What is the number of lines in this data that contain the word "under"? Give the number alone.

Records from a data source:
^^^^^^^^^^^^^^^^
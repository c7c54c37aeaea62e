//! Keys identifying which arguments produced a cached list.
//!
//! A [`FilterKey`] canonicalizes a request's filter arguments (everything
//! except the pagination cursor) so that distinct filter combinations never
//! share accumulated list state. A [`SortKey`] records the sort order a list
//! was fetched under, so a sort change can be detected and the stale list
//! dropped wholesale instead of partially merged.

use std::fmt;

use serde::{Deserialize, Serialize};
use serde_json::Value;

/// Argument names stripped before canonicalization: pagination state must
/// never contribute to the filter identity of a list.
const CURSOR_ARGS: &[&str] = &["cursor", "anchor", "page"];

/// Canonicalized filter arguments keying one accumulated result set.
///
/// Two requests with the same filters but different page cursors map to the
/// same `FilterKey`; two requests differing in any filter argument map to
/// different keys.
#[derive(Clone, PartialEq, Eq, Hash, PartialOrd, Ord, Serialize, Deserialize)]
pub struct FilterKey(String);

impl FilterKey {
    /// Canonicalize `args` into a key: cursor arguments are stripped at the
    /// top level, then the remainder is rendered with object keys sorted
    /// recursively (array order is preserved — it is data, not shape).
    pub fn from_args(args: &Value) -> Self {
        let mut out = String::new();
        match args {
            Value::Object(map) => {
                let mut entries: Vec<(&String, &Value)> = map
                    .iter()
                    .filter(|(k, _)| !CURSOR_ARGS.contains(&k.as_str()))
                    .collect();
                entries.sort_by_key(|(k, _)| *k);
                out.push('{');
                for (i, (k, v)) in entries.iter().enumerate() {
                    if i > 0 {
                        out.push(',');
                    }
                    write_canonical(&Value::String((*k).clone()), &mut out);
                    out.push(':');
                    write_canonical(v, &mut out);
                }
                out.push('}');
            }
            other => write_canonical(other, &mut out),
        }
        Self(out)
    }

    pub fn as_str(&self) -> &str {
        &self.0
    }
}

impl fmt::Debug for FilterKey {
    fn fmt(&self, f: &mut fmt::Formatter<'_>) -> fmt::Result {
        write!(f, "FilterKey({})", self.0)
    }
}

impl fmt::Display for FilterKey {
    fn fmt(&self, f: &mut fmt::Formatter<'_>) -> fmt::Result {
        write!(f, "{}", self.0)
    }
}

fn write_canonical(value: &Value, out: &mut String) {
    match value {
        Value::Object(map) => {
            let mut entries: Vec<(&String, &Value)> = map.iter().collect();
            entries.sort_by_key(|(k, _)| *k);
            out.push('{');
            for (i, (k, v)) in entries.iter().enumerate() {
                if i > 0 {
                    out.push(',');
                }
                write_canonical(&Value::String((*k).clone()), out);
                out.push(':');
                write_canonical(v, out);
            }
            out.push('}');
        }
        Value::Array(items) => {
            out.push('[');
            for (i, item) in items.iter().enumerate() {
                if i > 0 {
                    out.push(',');
                }
                write_canonical(item, out);
            }
            out.push(']');
        }
        // Scalars serialize deterministically on their own.
        scalar => out.push_str(&scalar.to_string()),
    }
}

/// Opaque rendering of the sort arguments a list was fetched under.
///
/// Compared for equality only. A cached list whose recorded `SortKey`
/// differs from the currently active one is stale: its relative order was
/// confirmed under a different comparator and cannot be merged into.
#[derive(Clone, PartialEq, Eq, Hash, Serialize, Deserialize)]
pub struct SortKey(String);

impl SortKey {
    pub fn new(rendering: impl Into<String>) -> Self {
        Self(rendering.into())
    }

    pub fn as_str(&self) -> &str {
        &self.0
    }
}

impl fmt::Debug for SortKey {
    fn fmt(&self, f: &mut fmt::Formatter<'_>) -> fmt::Result {
        write!(f, "SortKey({})", self.0)
    }
}

impl fmt::Display for SortKey {
    fn fmt(&self, f: &mut fmt::Formatter<'_>) -> fmt::Result {
        write!(f, "{}", self.0)
    }
}

impl From<&str> for SortKey {
    fn from(s: &str) -> Self {
        Self::new(s)
    }
}
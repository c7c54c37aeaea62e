//! Computing the externally visible value of a cached list.
//!
//! Reads return `ordered ++ unordered`; the absence of a cached field (a
//! store-level `None`) is the signal to fetch from the network. The
//! children read additionally backfills missing parent back-references with
//! silent writes, so detail views can resolve "parent" without a round-trip
//! and without re-rendering unrelated consumers.

use canopy_store::{Broadcast, EntityStore};
use canopy_types::{
    BoundedList, BoundedRequest, EntityKey, FieldValue, ListEntry, ListPartition,
};

use crate::bounded::satisfies;
use crate::fields;

/// The visible value of a plain cached list.
pub fn read_list(partition: &ListPartition) -> Vec<ListEntry> {
    partition.visible()
}

/// The visible value of a folder's child list, backfilling the `parent`
/// back-reference of any child that lacks one.
///
/// The backfill writes are silent: they denormalize data the reader already
/// has, and broadcasting them would recompute every dependent query for no
/// observable change.
pub fn read_children(
    store: &mut EntityStore,
    parent: &EntityKey,
    partition: &ListPartition,
) -> Vec<ListEntry> {
    let parent_field = fields::parent();
    let missing: Vec<EntityKey> = partition
        .keys()
        .filter(|child| store.read_field(child, &parent_field).is_none())
        .cloned()
        .collect();
    for child in missing {
        store.write_fragment(
            child,
            FieldValue::map([(parent_field.clone(), FieldValue::Reference(parent.clone()))]),
            Broadcast::Silent,
        );
    }
    partition.visible()
}

/// Answer a bounded-list request from cache when the cached window
/// dominates it; `None` means the caller must go to the network.
pub fn read_bounded(cached: &BoundedList, request: &BoundedRequest) -> Option<Vec<ListEntry>> {
    satisfies(cached, request).then(|| cached.items.clone())
}
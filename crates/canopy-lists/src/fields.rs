//! Well-known field names of the drive graph.

use canopy_types::FieldName;

/// Back-reference from a node to its parent folder; written lazily by the
/// children read policy.
pub fn parent() -> FieldName {
    FieldName::new("parent")
}

/// A folder's paginated child list.
pub fn children() -> FieldName {
    FieldName::new("children")
}

/// A node's bounded share-member list.
pub fn members() -> FieldName {
    FieldName::new("members")
}

/// A query root's filtered search results.
pub fn search() -> FieldName {
    FieldName::new("search")
}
^^^^^^^^^^^^^^^^
- [WRITTEN RESPONSE]: 3